(Dataset entries)
Start of Block

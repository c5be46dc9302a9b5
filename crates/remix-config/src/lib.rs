//! Preset-based configuration resolution for the Remix build pipeline
//!
//! This crate turns an ordered list of presets plus the user's own config
//! into a single immutable [`ResolvedConfig`]:
//!
//! - **Patches**: partial configurations keyed by [`ConfigKey`]
//! - **Merging**: shallow last-writer-wins folding, `presets` always dropped
//! - **Precedence**: the user patch is merged after every preset
//! - **Freezing**: typed, read-only [`ResolvedConfig`] shared behind an `Arc`
//! - **Hooks**: sequential `remixConfig` / `remixConfigResolved` invocation
//!
//! # Architecture
//!
//! ```text
//!                  remix-cli
//!                      |
//!                 remix-build
//!                  /        \
//!        remix-config -> remix-routes
//! ```
//!
//! # Example
//!
//! ```ignore
//! use remix_config::{ConfigPatch, ConfigResolver, PresetRegistry, UserConfig};
//!
//! let registry = PresetRegistry::with_builtins();
//! let user = UserConfig::new(
//!     registry.resolve_all(["server-bundles:top-level"])?,
//!     ConfigPatch::new().build_directory("dist"),
//! );
//! let resolved = ConfigResolver::new(user).with_routes(routes).resolve().await?;
//! assert_eq!(resolved.build_directory(), "dist");
//! ```

pub mod error;
pub mod key;
pub mod merge;
pub mod patch;
pub mod preset;
pub mod presets;
pub mod resolved;
pub mod resolver;
pub mod user;
pub mod value;

pub use error::{BoxError, Error, HookName, Result};
pub use key::{ConfigKey, MERGE_DENY_LIST, RESOLVED_KEYS};
pub use merge::{AccumulatedConfig, merge_patches, resolve_precedence};
pub use patch::{ConfigPatch, toml_to_json_value};
pub use preset::{BuildEndArgs, BuildEndHook, Preset, RemixConfigArgs, RemixConfigResolvedArgs};
pub use presets::{PresetRegistry, StaticPreset, TopLevelBundlesPreset};
pub use resolved::{ResolvedConfig, ServerModuleFormat, freeze};
pub use resolver::ConfigResolver;
pub use user::{CONFIG_FILE_NAME, UserConfig};
pub use value::{ConfigValue, FrozenValue};
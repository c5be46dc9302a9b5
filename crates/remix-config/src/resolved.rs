//! The frozen, resolved configuration
//!
//! [`freeze`] turns the final accumulated configuration into a typed
//! [`ResolvedConfig`]. Fields are private and only shared borrows are handed
//! out, so a resolved config cannot be changed once built. Nested data lives
//! behind [`FrozenValue`]. The runtime setters exist for untyped callers and
//! always fail.

use std::fmt;
use std::str::FromStr;
use std::sync::Arc;

use remix_routes::{RouteNode, RouteTree, ServerBundles};
use serde::ser::SerializeMap;
use serde::{Deserialize, Serialize, Serializer};
use serde_json::Value;

use crate::error::{Error, Result};
use crate::key::{ConfigKey, RESOLVED_KEYS};
use crate::merge::AccumulatedConfig;
use crate::preset::BuildEndHook;
use crate::value::{ConfigValue, FrozenValue};

pub const DEFAULT_APP_DIRECTORY: &str = "app";
pub const DEFAULT_BUILD_DIRECTORY: &str = "build";
pub const DEFAULT_PUBLIC_PATH: &str = "/";
pub const DEFAULT_SERVER_BUILD_FILE: &str = "index.js";

/// Placeholder used when a function-valued key is serialized
const FUNCTION_PLACEHOLDER: &str = "[function]";

/// Module format of the server build output
#[derive(Debug, Clone, Copy, Default, PartialEq, Eq, Serialize, Deserialize)]
#[serde(rename_all = "lowercase")]
pub enum ServerModuleFormat {
    #[default]
    Esm,
    Cjs,
}

impl ServerModuleFormat {
    pub fn as_str(self) -> &'static str {
        match self {
            Self::Esm => "esm",
            Self::Cjs => "cjs",
        }
    }
}

impl fmt::Display for ServerModuleFormat {
    fn fmt(&self, f: &mut fmt::Formatter<'_>) -> fmt::Result {
        f.write_str(self.as_str())
    }
}

impl FromStr for ServerModuleFormat {
    type Err = Error;

    fn from_str(s: &str) -> Result<Self> {
        match s {
            "esm" => Ok(Self::Esm),
            "cjs" => Ok(Self::Cjs),
            _ => Err(Error::invalid_value(
                ConfigKey::ServerModuleFormat,
                "\"esm\" or \"cjs\"",
            )),
        }
    }
}

/// Final configuration shared by resolved hooks, the orchestrator and `buildEnd`
#[derive(Clone)]
pub struct ResolvedConfig {
    app_directory: String,
    build_directory: String,
    build_end: Option<Arc<dyn BuildEndHook>>,
    future: FrozenValue,
    manifest: bool,
    public_path: String,
    routes: RouteTree,
    server_build_file: String,
    server_bundles: Option<Arc<dyn ServerBundles>>,
    server_module_format: ServerModuleFormat,
    unstable_ssr: bool,
}

impl ResolvedConfig {
    pub fn app_directory(&self) -> &str {
        &self.app_directory
    }

    pub fn build_directory(&self) -> &str {
        &self.build_directory
    }

    pub fn build_end(&self) -> Option<&dyn BuildEndHook> {
        self.build_end.as_deref()
    }

    pub fn future(&self) -> &FrozenValue {
        &self.future
    }

    /// Whether a single future flag is enabled
    pub fn future_flag(&self, name: &str) -> bool {
        self.future.get(name).and_then(Value::as_bool).unwrap_or(false)
    }

    pub fn manifest(&self) -> bool {
        self.manifest
    }

    pub fn public_path(&self) -> &str {
        &self.public_path
    }

    pub fn routes(&self) -> &RouteTree {
        &self.routes
    }

    pub fn server_build_file(&self) -> &str {
        &self.server_build_file
    }

    pub fn server_bundles(&self) -> Option<&dyn ServerBundles> {
        self.server_bundles.as_deref()
    }

    pub fn server_module_format(&self) -> ServerModuleFormat {
        self.server_module_format
    }

    pub fn unstable_ssr(&self) -> bool {
        self.unstable_ssr
    }

    /// Resolved configs reject every mutation
    pub fn try_set(&self, path: &str, _value: Value) -> Result<()> {
        Err(Error::FrozenConfig {
            path: path.to_string(),
        })
    }

    /// The serialized form as a JSON value
    pub fn to_json(&self) -> Result<Value> {
        Ok(serde_json::to_value(self)?)
    }
}

impl fmt::Debug for ResolvedConfig {
    fn fmt(&self, f: &mut fmt::Formatter<'_>) -> fmt::Result {
        f.debug_struct("ResolvedConfig")
            .field("app_directory", &self.app_directory)
            .field("build_directory", &self.build_directory)
            .field("build_end", &self.build_end.as_ref().map(|_| FUNCTION_PLACEHOLDER))
            .field("future", &self.future)
            .field("manifest", &self.manifest)
            .field("public_path", &self.public_path)
            .field("routes", &self.routes.len())
            .field("server_build_file", &self.server_build_file)
            .field(
                "server_bundles",
                &self.server_bundles.as_ref().map(|_| FUNCTION_PLACEHOLDER),
            )
            .field("server_module_format", &self.server_module_format)
            .field("unstable_ssr", &self.unstable_ssr)
            .finish()
    }
}

impl Serialize for ResolvedConfig {
    fn serialize<S: Serializer>(&self, serializer: S) -> std::result::Result<S::Ok, S::Error> {
        let function = |set: bool| set.then_some(FUNCTION_PLACEHOLDER);

        let mut map = serializer.serialize_map(Some(RESOLVED_KEYS.len()))?;
        for key in RESOLVED_KEYS {
            let name = key.as_str();
            match key {
                ConfigKey::AppDirectory => map.serialize_entry(name, &self.app_directory)?,
                ConfigKey::BuildDirectory => map.serialize_entry(name, &self.build_directory)?,
                ConfigKey::BuildEnd => {
                    map.serialize_entry(name, &function(self.build_end.is_some()))?
                }
                ConfigKey::Future => map.serialize_entry(name, &self.future)?,
                ConfigKey::Manifest => map.serialize_entry(name, &self.manifest)?,
                ConfigKey::PublicPath => map.serialize_entry(name, &self.public_path)?,
                ConfigKey::Routes => map.serialize_entry(name, &self.routes)?,
                ConfigKey::ServerBuildFile => {
                    map.serialize_entry(name, &self.server_build_file)?
                }
                ConfigKey::ServerBundles => {
                    map.serialize_entry(name, &function(self.server_bundles.is_some()))?
                }
                ConfigKey::ServerModuleFormat => {
                    map.serialize_entry(name, &self.server_module_format)?
                }
                ConfigKey::UnstableSsr => map.serialize_entry(name, &self.unstable_ssr)?,
                ConfigKey::IgnoredRouteFiles | ConfigKey::Presets => {}
            }
        }
        map.end()
    }
}
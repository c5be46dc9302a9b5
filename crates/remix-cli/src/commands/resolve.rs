use colored::Colorize;
use remix_config::{ConfigResolver, PresetRegistry, ResolvedConfig};

use super::load_project;
use crate::cli::ProjectArgs;
use crate::error::Result;

pub async fn run_resolve(args: &ProjectArgs, registry: &PresetRegistry, json: bool) -> Result<()> {
    let project = load_project(args, registry)?;
    let presets = project.user.preset_names().join(", ");

    let mut resolver = ConfigResolver::new(project.user);
    if let Some(routes) = project.routes {
        resolver = resolver.with_routes(routes);
    }
    let resolved = resolver.resolve().await?;

    if json {
        println!("{}", serde_json::to_string_pretty(resolved.as_ref())?);
    } else {
        print_summary(&resolved, &presets);
    }
    Ok(())
}

fn print_summary(config: &ResolvedConfig, presets: &str) {
    let function = |set: bool| if set { "set".green() } else { "not set".dimmed() };

    println!("{}", "Resolved config".bold());
    println!("  presets:            {}", if presets.is_empty() { "(none)" } else { presets });
    println!("  appDirectory:       {}", config.app_directory());
    println!("  buildDirectory:     {}", config.build_directory());
    println!("  publicPath:         {}", config.public_path());
    println!("  serverBuildFile:    {}", config.server_build_file());
    println!("  serverModuleFormat: {}", config.server_module_format());
    println!("  routes:             {}", config.routes().len());
    println!("  serverBundles:      {}", function(config.server_bundles().is_some()));
    println!("  buildEnd:           {}", function(config.build_end().is_some()));
}
use colored::Colorize;
use remix_config::PresetRegistry;

use crate::error::Result;

pub fn run_presets(registry: &PresetRegistry) -> Result<()> {
    println!("{}", "Built-in presets:".bold());
    for name in registry.names() {
        println!("  {}", name.cyan());
    }
    Ok(())
}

End of Block

The task: The lines of the records that contain the string "ProjectArgs" should be located and copied.

Reply to the task:
use crate::cli::ProjectArgs;
pub async fn run_resolve(args: &ProjectArgs, registry: &PresetRegistry, json: bool) -> Result<()> {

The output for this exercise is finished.